UPDATE 1-J&J, Imerys must pay $117 mln to N.J. man in asbestos cancer case

(Adds details on verdict, background on case, share price)

NEW YORK, April 11 (Reuters) - Johnson & Johnson and a unit of Imerys SA must pay $117 million in damages to a man who said he developed cancer due to his exposure to asbestos in talc-based products, a New Jersey state court jury said on Wednesday.

The jury ordered the companies to pay an additional $80 million in punitive damages after awarding the man $37 million in compensatory damages during the first stage of the trial on Thursday.

The verdict by jurors in New Brunswick, New Jersey, came in the second trial nationally to focus on claims that J&J's talc products contained asbestos as the company separately fights thousands of cases claiming they can also cause ovarian cancer.

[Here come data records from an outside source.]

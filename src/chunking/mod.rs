//! Legal-structure aware chunking
//!
//! A first pass groups lines into sections at headings such as
//! "Section 12.3", "Article 5", "Clause 7(a)" or "§ 2"; a second pass runs the
//! recursive splitter inside each section, so no chunk straddles two
//! sections.

mod splitter;

pub use splitter::RecursiveSplitter;

use crate::config::ChunkingConfig;
use crate::ingest::Document;
use regex::Regex;
use serde::{Deserialize, Serialize};
use std::collections::BTreeMap;
use std::sync::OnceLock;

/// A bounded, citable span of one source document
#[derive(Debug, Clone, PartialEq, Serialize, Deserialize)]
pub struct Chunk {
    pub text: String,
    /// Base file name of the originating document
    pub source_file: String,
    /// Position of this chunk within its source file
    pub sequence_position: usize,
    /// Metadata inherited from the source document (e.g. `page`)
    #[serde(default)]
    pub extra_metadata: BTreeMap<String, serde_json::Value>,
}

impl Chunk {
    pub fn new(text: impl Into<String>, source_file: impl Into<String>, position: usize) -> Self {
        Self {
            text: text.into(),
            source_file: source_file.into(),
            sequence_position: position,
            extra_metadata: BTreeMap::new(),
        }
    }

    /// BLAKE3 digest of source and content; two chunks with the same text
    /// from the same file are the same chunk for deduplication purposes
    pub fn content_hash(&self) -> String {
        let mut hasher = blake3::Hasher::new();
        hasher.update(self.source_file.as_bytes());
        hasher.update(&[0]);
        hasher.update(self.text.as_bytes());
        hasher.finalize().to_hex().to_string()
    }
}

fn heading_pattern() -> &'static Regex {
    static PATTERN: OnceLock<Regex> = OnceLock::new();
    PATTERN.get_or_init(|| {
        Regex::new(r"(?i)^\s*(?:(?:section|article|clause)\s+|§\s*)\d+[\w.\-()]*")
            .expect("heading pattern is valid")
    })
}

/// Whether a line opens a new legal section
pub fn is_section_heading(line: &str) -> bool {
    heading_pattern().is_match(line)
}

/// Group lines into sections; a heading closes the running section
pub fn split_sections(text: &str) -> Vec<String> {
    let mut sections = Vec::new();
    let mut current: Vec<&str> = Vec::new();

    for line in text.lines() {
        if is_section_heading(line) && !current.is_empty() {
            sections.push(current.join("\n"));
            current.clear();
        }
        current.push(line);
    }

    if !current.is_empty() {
        sections.push(current.join("\n"));
    }

    sections
}

/// Chunker honouring section boundaries before size limits
#[derive(Debug, Clone)]
pub struct LegalChunker {
    splitter: RecursiveSplitter,
}

impl LegalChunker {
    pub fn new(chunk_size: usize, chunk_overlap: usize) -> Self {
        Self {
            splitter: RecursiveSplitter::new(chunk_size, chunk_overlap),
        }
    }

    pub fn from_config(config: &ChunkingConfig) -> Self {
        Self::new(config.chunk_size, config.chunk_overlap)
    }

    /// Split one text into ordered chunks labelled with `source_label`
    pub fn split(&self, document_text: &str, source_label: &str) -> Vec<Chunk> {
        self.split_texts(document_text)
            .into_iter()
            .enumerate()
            .map(|(position, text)| Chunk::new(text, source_label, position))
            .collect()
    }

    /// Split a set of documents; positions run on across documents of the
    /// same source file (e.g. the pages of one PDF)
    pub fn split_documents(&self, documents: &[Document]) -> Vec<Chunk> {
        let mut next_position: BTreeMap<&str, usize> = BTreeMap::new();
        let mut chunks = Vec::new();

        for document in documents {
            let position = next_position
                .entry(document.source_file.as_str())
                .or_insert(0);

            for text in self.split_texts(&document.text) {
                chunks.push(Chunk {
                    text,
                    source_file: document.source_file.clone(),
                    sequence_position: *position,
                    extra_metadata: document.metadata.clone(),
                });
                *position += 1;
            }
        }

        chunks
    }

    fn split_texts(&self, text: &str) -> Vec<String> {
        if text.trim().is_empty() {
            return Vec::new();
        }

        split_sections(text)
            .iter()
            .flat_map(|section| self.splitter.split(section))
            .collect()
    }
}

impl Default for LegalChunker {
    fn default() -> Self {
        Self::new(600, 100)
    }
}

#[cfg(test)]
mod tests {
    use super::*;

    #[test]
    fn test_heading_detection() {
        assert!(is_section_heading("Section 12.3 Termination"));
        assert!(is_section_heading("ARTICLE 5"));
        assert!(is_section_heading("clause 7(a) Remedies"));
        assert!(is_section_heading("§ 2 Definitions"));
        assert!(is_section_heading("§12"));
        assert!(is_section_heading("   Section 4"));
        assert!(!is_section_heading("This section applies to tenants."));
        assert!(!is_section_heading("Section without number"));
    }

    #[test]
    fn test_sections_split_at_headings() {
        let text = "Preamble line\nSection 1 Scope\nApplies to all.\nSection 2 Terms\nPayment due.";
        let sections = split_sections(text);
        assert_eq!(sections.len(), 3);
        assert_eq!(sections[0], "Preamble line");
        assert!(sections[1].starts_with("Section 1"));
        assert!(sections[2].ends_with("Payment due."));
    }

    #[test]
    fn test_no_headings_is_one_section() {
        let sections = split_sections("Just prose.\nMore prose.");
        assert_eq!(sections.len(), 1);
    }

    #[test]
    fn test_chunks_never_straddle_sections() {
        let chunker = LegalChunker::default();
        let text = "Section 1 Offer\nAn offer must be communicated.\nSection 2 Acceptance\nAcceptance must mirror the offer.";
        let chunks = chunker.split(text, "contracts.txt");

        assert_eq!(chunks.len(), 2);
        assert!(chunks[0].text.contains("offer must be communicated"));
        assert!(!chunks[0].text.contains("Acceptance must"));
        assert_eq!(chunks[1].sequence_position, 1);
        assert_eq!(chunks[1].source_file, "contracts.txt");
    }

    #[test]
    fn test_empty_document_yields_no_chunks() {
        let chunker = LegalChunker::default();
        assert!(chunker.split("", "empty.txt").is_empty());
        assert!(chunker.split(" \n\t\n", "blank.txt").is_empty());
    }

    #[test]
    fn test_chunking_is_idempotent() {
        let chunker = LegalChunker::new(120, 30);
        let text = "Article 1\n".to_string()
            + &"The tenant shall keep the premises in repair. ".repeat(12)
            + "\nArticle 2\n"
            + &"The landlord may inspect on notice. ".repeat(9);

        let first = chunker.split(&text, "lease.txt");
        let second = chunker.split(&text, "lease.txt");
        assert_eq!(first, second);
        assert!(first.len() > 2);
    }

    #[test]
    fn test_documents_inherit_metadata_and_positions_run_on() {
        let chunker = LegalChunker::default();
        let mut page_one = Document::new("Page one text.", "act.pdf");
        page_one.metadata.insert("page".into(), serde_json::json!(1));
        let mut page_two = Document::new("Page two text.", "act.pdf");
        page_two.metadata.insert("page".into(), serde_json::json!(2));
        let other = Document::new("Other file.", "notes.txt");

        let chunks = chunker.split_documents(&[page_one, page_two, other]);
        assert_eq!(chunks.len(), 3);
        assert_eq!(chunks[0].sequence_position, 0);
        assert_eq!(chunks[1].sequence_position, 1);
        assert_eq!(chunks[1].extra_metadata["page"], serde_json::json!(2));
        assert_eq!(chunks[2].sequence_position, 0);
        assert_eq!(chunks[2].source_file, "notes.txt");
    }

    #[test]
    fn test_content_hash_depends_on_source() {
        let a = Chunk::new("same text", "a.txt", 0);
        let b = Chunk::new("same text", "b.txt", 0);
        let a_later = Chunk::new("same text", "a.txt", 5);
        assert_ne!(a.content_hash(), b.content_hash());
        assert_eq!(a.content_hash(), a_later.content_hash());
    }
}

Johnson & Johnson was ordered to pay $55 million and Imerys $25 million of the punitive damages award, according to an online broadcast of the trial by Courtroom View Network.

The decision marks the first trial loss for J&J over allegations that its talc-based consumer products, such as Johnson's Baby Powder, contain asbestos. The company denies the allegations, saying its powders do not contain asbestos or cause cancer.

J&J and Imerys did not immediately respond to a request for comment.

The lawsuit was brought by New Jersey resident Stephen Lanzo, who said he developed mesothelioma after inhaling dust that was generated through his regular use of J&J talc powder products since his birth in 1972.

Mesothelioma is a deadly form of cancer closely associated with exposure to asbestos. It affects the delicate tissue that lines body cavities, most often around the lungs but also in the abdomen and elsewhere.

On Thursday, the jury awarded Lanzo $30 million and his wife $7 million in compensatory damages. It found J&J was responsible for 70 percent of the damages and said a unit of France-based Imerys SA, its talc supplier, was responsible for 30 percent.

J&J shares on Wednesday were slightly down 0.3 percent at 1900 GMT.